Di bawah langit jingga, taman distrik Menore menjadi panggung bagi tubuh-tubuh yang berlari, tawa yang terpantul, dan napas yang mengejar waktu. Di tengah semua itu, seorang pria bernama Arga berdiri, kekar, gagah, memahat dirinya sendiri menjadi sosok yang penuh kebanggaan. Ia berlari dengan dada terbuka, memamerkan otot yang menceritakan kerja keras dan kemenangan atas dirinya sendiri.
Namun, sore-sore itu selalu diiringi oleh kehadiran seseorang. Di sudut taman, di sebuah bangku tua yang terlindung bayangan pohon besar, duduk seorang perempuan berkacamata hitam. Diam. Tak pernah bergerak lebih dari sekadar menghadap ke arahnya.
Arga merasa perempuan itu adalah penonton setianya. Setiap sorot tatapan kosong itu, baginya, adalah pujian tak terucap. Ia berlari lebih cepat, memantulkan bola lebih keras, seolah-olah setiap gerakan adalah persembahan.
Hingga senja ketujuh tiba.
Bangku itu kosong.
*****
Arga, yang biasanya menjadi pusat panggung, kini hanyalah penonton bagi kehampaan. Tidak ada perempuan itu. Tidak ada kehadiran yang membuatnya merasa berarti. Ia menunggu hingga malam menutup taman, namun bangku itu tetap sunyi.
Hari-hari berlalu, dan kehampaan di bangku itu mulai meresap ke dalam dirinya. Penasaran dan gelisah, Arga akhirnya memutuskan untuk mencari tahu. Ia bertanya pada penjaga taman, pedagang kecil, bahkan orang-orang yang tak pernah ia kenal sebelumnya. Hingga sebuah petunjuk membawanya ke balik taman, ke sebuah gang kecil yang tersembunyi di balik waktu.
Gang itu sunyi, gelap, seperti lorong menuju sesuatu yang terlupakan. Ia mengikuti petunjuk langkah demi langkah, hingga tiba di depan sebuah rumah kecil. Di sana, bendera kuning berkibar perlahan, ditiup angin senja yang kian redup.
Arga merasa dadanya sesak. Ia mengetuk pintu dengan tangan gemetar, dan seorang wanita tua membukanya.
“Maaf,” kata Arga pelan, suaranya nyaris hilang. “Saya mencari seorang perempuan muda yang sering duduk di taman… berkacamata hitam.”
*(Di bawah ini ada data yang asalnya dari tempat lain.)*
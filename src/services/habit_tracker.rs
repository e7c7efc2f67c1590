use chrono::NaiveDate;
use std::collections::BTreeSet;
use tokio::sync::watch;
use uuid::Uuid;

use crate::domain::data_set::DataSetName;
use crate::domain::habit::{validate_name, Completions, Habit};
use crate::domain::user::UserId;
use crate::error::DomainError;
use crate::services::sync_channel::{SyncBinding, SyncChannel};

/// Recurring daily habits and their completion marks, both synced.
pub struct HabitTracker {
    habits: SyncBinding<Vec<Habit>>,
    completions: SyncBinding<Completions>,
}

impl HabitTracker {
    pub fn new(channel: &SyncChannel, user: Option<UserId>) -> Self {
        Self {
            habits: channel.bind(user.clone(), DataSetName::builtin(DataSetName::HABITS), Vec::new()),
            completions: channel.bind(
                user,
                DataSetName::builtin(DataSetName::COMPLETIONS),
                Completions::default(),
            ),
        }
    }

    pub fn set_user(&self, user: Option<UserId>) {
        self.habits.set_user(user.clone());
        self.completions.set_user(user);
    }

    pub fn loading(&self) -> bool {
        self.habits.loading() || self.completions.loading()
    }

    pub fn habits(&self) -> Vec<Habit> {
        self.habits.value()
    }

    pub fn active_habits(&self) -> Vec<Habit> {
        self.habits.value().into_iter().filter(|h| !h.archived).collect()
    }

    pub fn watch_habits(&self) -> watch::Receiver<Vec<Habit>> {
        self.habits.watch()
    }

    fn require_user(&self) -> Result<(), DomainError> {
        match self.habits.user() {
            Some(_) => Ok(()),
            None => Err(DomainError::SignedOut),
        }
    }

    fn require_habit(&self, id: Uuid) -> Result<(), DomainError> {
        self.require_user()?;
        if self.habits.value().iter().any(|h| h.id == id) {
            Ok(())
        } else {
            Err(DomainError::HabitNotFound { id })
        }
    }

    pub fn add_habit(&self, name: impl Into<String>) -> Result<Habit, DomainError> {
        self.require_user()?;
        let habit = Habit::new(name)?;
        let added = habit.clone();
        self.habits.update(move |habits| {
            let mut next = habits.clone();
            next.push(added);
            next
        });
        Ok(habit)
    }

    pub fn rename_habit(&self, id: Uuid, name: impl Into<String>) -> Result<(), DomainError> {
        self.require_habit(id)?;
        let name = validate_name(name.into())?;
        self.edit_habit(id, move |habit| habit.name = name);
        Ok(())
    }

    pub fn archive_habit(&self, id: Uuid) -> Result<(), DomainError> {
        self.require_habit(id)?;
        self.edit_habit(id, |habit| habit.archived = true);
        Ok(())
    }

    fn edit_habit(&self, id: Uuid, edit: impl FnOnce(&mut Habit)) {
        self.habits.update(move |habits| {
            let mut next = habits.clone();
            if let Some(habit) = next.iter_mut().find(|h| h.id == id) {
                edit(habit);
            }
            next
        });
    }

    /// Deletes the habit together with its completion history.
    pub fn remove_habit(&self, id: Uuid) -> Result<(), DomainError> {
        self.require_habit(id)?;
        self.habits
            .update(|habits| habits.iter().filter(|h| h.id != id).cloned().collect());
        self.completions.update(|completions| {
            let mut next = completions.clone();
            next.remove_habit(id);
            next
        });
        Ok(())
    }

    /// Returns whether the habit is completed on `date` afterwards.
    pub fn toggle_completion(&self, id: Uuid, date: NaiveDate) -> Result<bool, DomainError> {
        self.require_habit(id)?;
        let mut completed = false;
        self.completions.update(|completions| {
            let mut next = completions.clone();
            completed = next.toggle(id, date);
            next
        });
        Ok(completed)
    }

    pub fn is_completed(&self, id: Uuid, date: NaiveDate) -> bool {
        self.completions.value().is_completed(id, date)
    }

    pub fn completed_on(&self, date: NaiveDate) -> BTreeSet<Uuid> {
        self.completions.value().completed_on(date)
    }

    pub fn current_streak(&self, id: Uuid, today: NaiveDate) -> u32 {
        self.completions.value().current_streak(id, today)
    }
}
Wanita itu tersenyum pahit, lalu mengangguk. “Itu anak saya, Nira. Dia sudah pergi.”
“Pergi?” ulang Arga, suaranya tercekik.
Wanita itu mengangguk lagi. “Dia meninggal tujuh hari lalu. Serangan jantung.”
Tujuh hari. Tepat hari pertama bangku itu kosong.
*****
Arga mencoba menenangkan dirinya. “Dia… selalu duduk di bangku taman. Dia… melihat saya, bukan?”
Wanita itu tertawa kecil, tapi bukan tawa yang bahagia. “Nira buta sejak lahir. Dia tidak pernah melihat apa pun, termasuk kau, Nak.”
Arga membeku. Dunia seolah runtuh di sekitarnya. Semua gerakan, semua pameran, semua egonya… ternyata tak pernah dilihat.
“Tapi dia sering bercerita,” lanjut wanita itu. “Tentang suara yang ia dengar di taman. Suara langkah kaki penuh semangat, pantulan bola yang ritmis, suara seseorang yang tak ia kenal tapi ia kagumi. Katanya, itu suara kehidupan.”
Arga terdiam. Perempuan itu tidak pernah melihat otot-ototnya, tidak pernah tahu wajahnya. Yang ia dengar hanyalah suara yang melintas, yang mungkin tak pernah ia niatkan untuk membuat kesan.
“Tapi kenapa… dia selalu ada di sana, seperti memperhatikan?” tanya Arga.
Wanita itu tersenyum lagi, kali ini lebih dalam. “Karena dia mendengar dunia lebih indah dari kita yang melihatnya. Dan mungkin, tanpa kau sadari, dia telah menemukan kehidupan dalam suara langkahmu.”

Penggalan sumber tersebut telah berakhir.